(Excerpts from a dataset)
· · · · ·

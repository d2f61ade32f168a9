//! Layering engine
//!
//! Applies a [`RegistrationGraph`] to a [`ContainerAdapter`]: base
//! registrations first, then every service's layer list folded onto the
//! descriptors the adapter holds for it.
//!
//! Layers fold in list order, so the lowest `order` ends up innermost and the
//! highest wraps outward. At equal order a decorator folds before a
//! composite, so the composite aggregates already-decorated instances.

use strata_domain::error::{Error, Result};
use strata_domain::ports::{
    BaseRegistrationRequest, ContainerAdapter, LayerDescriptor, RegistrationKind,
};
use strata_domain::value_objects::{
    DuplicatePolicy, Lifetime, RegistrationEntry, RegistrationGraph, RegistrationRecord,
    ServiceKey, TypeRef,
};
use tracing::{debug, info};

/// Counters describing one apply pass
#[derive(Debug, Clone, Copy, Default, PartialEq, Eq)]
pub struct ApplySummary {
    /// Base registration calls that added a descriptor
    pub registrations_added: usize,
    /// Base registration calls skipped by duplicate policy
    pub registrations_skipped: usize,
    /// Service types that had layers folded
    pub layered_services: usize,
    /// Decorator descriptors created
    pub decorators_applied: usize,
    /// Composite descriptors created
    pub composites_applied: usize,
}

/// Effective lifetime of a composite over `inner` lifetimes
///
/// Singleton if any inner is singleton, else scoped if any is scoped,
/// else transient.
pub fn infer_composite_lifetime(inner: impl IntoIterator<Item = Lifetime>) -> Lifetime {
    let mut inferred = Lifetime::Transient;
    for lifetime in inner {
        match lifetime {
            Lifetime::Singleton => return Lifetime::Singleton,
            Lifetime::Scoped => inferred = Lifetime::Scoped,
            Lifetime::Transient => {}
        }
    }
    inferred
}

/// Applies graphs to container adapters
#[derive(Debug, Clone, Copy, Default)]
pub struct LayeringEngine;

impl LayeringEngine {
    /// Create the engine
    pub fn new() -> Self {
        Self
    }

    /// Register every base entry, then fold every layer list
    pub fn apply<A: ContainerAdapter>(
        &self,
        graph: &RegistrationGraph,
        adapter: &mut A,
    ) -> Result<ApplySummary> {
        let mut summary = ApplySummary::default();

        for entry in &graph.base_registrations {
            self.register_base(entry, adapter, &mut summary)?;
        }

        for (service, layers) in &graph.layers_by_service {
            if layers.is_empty() {
                continue;
            }
            self.apply_layers(service, layers, adapter, &mut summary)?;
            summary.layered_services += 1;
        }

        info!(
            adapter = adapter.name(),
            added = summary.registrations_added,
            skipped = summary.registrations_skipped,
            layered_services = summary.layered_services,
            decorators = summary.decorators_applied,
            composites = summary.composites_applied,
            "Applied registration graph"
        );
        Ok(summary)
    }

    /// Register one base entry
    ///
    /// Unkeyed records register the implementation directly and forward
    /// every other service type to it, so all aliases share one instance
    /// path. Keyed records register directly under every service type.
    /// Under [`DuplicatePolicy::Throw`] every request is checked before any
    /// is added, so a collision leaves the adapter untouched.
    pub fn register_base<A: ContainerAdapter>(
        &self,
        entry: &RegistrationEntry,
        adapter: &mut A,
        summary: &mut ApplySummary,
    ) -> Result<()> {
        let record = &entry.record;
        if entry.effective_service_types.is_empty() {
            return Ok(());
        }
        let implementation = &record.implementation_type;

        let requests: Vec<BaseRegistrationRequest> = if record.key.is_some() {
            entry
                .effective_service_types
                .iter()
                .map(|service| request(record, service, RegistrationKind::Direct))
                .collect()
        } else {
            std::iter::once(request(record, implementation, RegistrationKind::Direct))
                .chain(
                    entry
                        .effective_service_types
                        .iter()
                        .filter(|service| *service != implementation)
                        .map(|service| request(record, service, RegistrationKind::Forward)),
                )
                .collect()
        };

        if record.duplicate_policy == DuplicatePolicy::Throw {
            ensure_no_duplicates(&requests, &*adapter)?;
        }

        for request in &requests {
            if adapter.try_add_base_registration(request)? {
                summary.registrations_added += 1;
                debug!(
                    service = %request.service_type,
                    implementation = %request.implementation_type,
                    kind = %request.kind,
                    lifetime = %request.lifetime,
                    "Registered base implementation"
                );
            } else {
                summary.registrations_skipped += 1;
                debug!(
                    service = %request.service_type,
                    implementation = %request.implementation_type,
                    "Skipped duplicate registration"
                );
            }
        }
        Ok(())
    }

    fn apply_layers<A: ContainerAdapter>(
        &self,
        service: &TypeRef,
        layers: &[RegistrationEntry],
        adapter: &mut A,
        summary: &mut ApplySummary,
    ) -> Result<()> {
        if !adapter.supports_keyed_layers() {
            if let Some(keyed) = layers.iter().find(|l| l.record.key.is_some()) {
                return Err(Error::keyed_layer_unsupported(
                    adapter.name(),
                    service.to_string(),
                    keyed.record.implementation_name(),
                ));
            }
        }

        let mut current = adapter.descriptors_for_service(service);
        for layer in layers {
            let record = &layer.record;
            if record.is_decorator {
                // A decorator must wrap at least one descriptor under its own key.
                if !current.iter().any(|d| same_key(d, record.key.as_ref())) {
                    return Err(Error::decorator_without_base(
                        service.to_string(),
                        record.implementation_name(),
                    ));
                }
                current = decorate(service, current, record, adapter, summary)?;
            } else {
                current = aggregate(service, current, record, adapter)?;
                summary.composites_applied += 1;
            }
        }

        adapter.replace_descriptors_for_service(service, current);
        Ok(())
    }
}

fn request(
    record: &RegistrationRecord,
    service: &TypeRef,
    kind: RegistrationKind,
) -> BaseRegistrationRequest {
    BaseRegistrationRequest {
        service_type: service.clone(),
        implementation_type: record.implementation_type.clone(),
        lifetime: record.lifetime,
        duplicate_policy: record.duplicate_policy,
        kind,
        key: record.key.clone(),
    }
}

/// Fail before touching the adapter when any request would collide
fn ensure_no_duplicates<A: ContainerAdapter>(
    requests: &[BaseRegistrationRequest],
    adapter: &A,
) -> Result<()> {
    for request in requests {
        let key = request.key.as_ref();
        let exists = adapter
            .descriptors_for_service(&request.service_type)
            .iter()
            .any(|d| same_key(d, key));
        if exists {
            return Err(Error::DuplicateRegistration {
                service: request.service_type.to_string(),
                key: key.map(|k| format!(" [key {k}]")).unwrap_or_default(),
                implementation: request.implementation_type.to_string(),
            });
        }
    }
    Ok(())
}

fn same_key<D: LayerDescriptor>(descriptor: &D, key: Option<&ServiceKey>) -> bool {
    descriptor.key() == key
}

/// Wrap every descriptor sharing the decorator's key
fn decorate<A: ContainerAdapter>(
    service: &TypeRef,
    current: Vec<A::Descriptor>,
    decorator: &RegistrationRecord,
    adapter: &mut A,
    summary: &mut ApplySummary,
) -> Result<Vec<A::Descriptor>> {
    let key = decorator.key.as_ref();
    let mut folded = Vec::with_capacity(current.len());
    for descriptor in current {
        if same_key(&descriptor, key) {
            folded.push(adapter.describe_decorator(service, &descriptor, decorator)?);
            summary.decorators_applied += 1;
            debug!(service = %service, decorator = %decorator.implementation_type, "Folded decorator");
        } else {
            folded.push(descriptor);
        }
    }
    Ok(folded)
}

/// Collapse every descriptor sharing the composite's key into one
fn aggregate<A: ContainerAdapter>(
    service: &TypeRef,
    current: Vec<A::Descriptor>,
    composite: &RegistrationRecord,
    adapter: &mut A,
) -> Result<Vec<A::Descriptor>> {
    let key = composite.key.as_ref();
    let position = current
        .iter()
        .position(|d| same_key(d, key))
        .unwrap_or(current.len());
    let (inner, mut rest): (Vec<_>, Vec<_>) = current.into_iter().partition(|d| same_key(d, key));
    let lifetime = infer_composite_lifetime(inner.iter().map(LayerDescriptor::lifetime));
    let descriptor = adapter.describe_composite(service, composite, &inner, lifetime)?;
    debug!(
        service = %service,
        composite = %composite.implementation_type,
        inner = inner.len(),
        lifetime = %lifetime,
        "Folded composite"
    );
    rest.insert(position.min(rest.len()), descriptor);
    Ok(rest)
}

· · · · ·

#### What the task requires
Look at the records above. Copy every line where the string "push" occurs.

#### Task answer
            folded.push(adapter.describe_decorator(service, &descriptor, decorator)?);
            folded.push(descriptor);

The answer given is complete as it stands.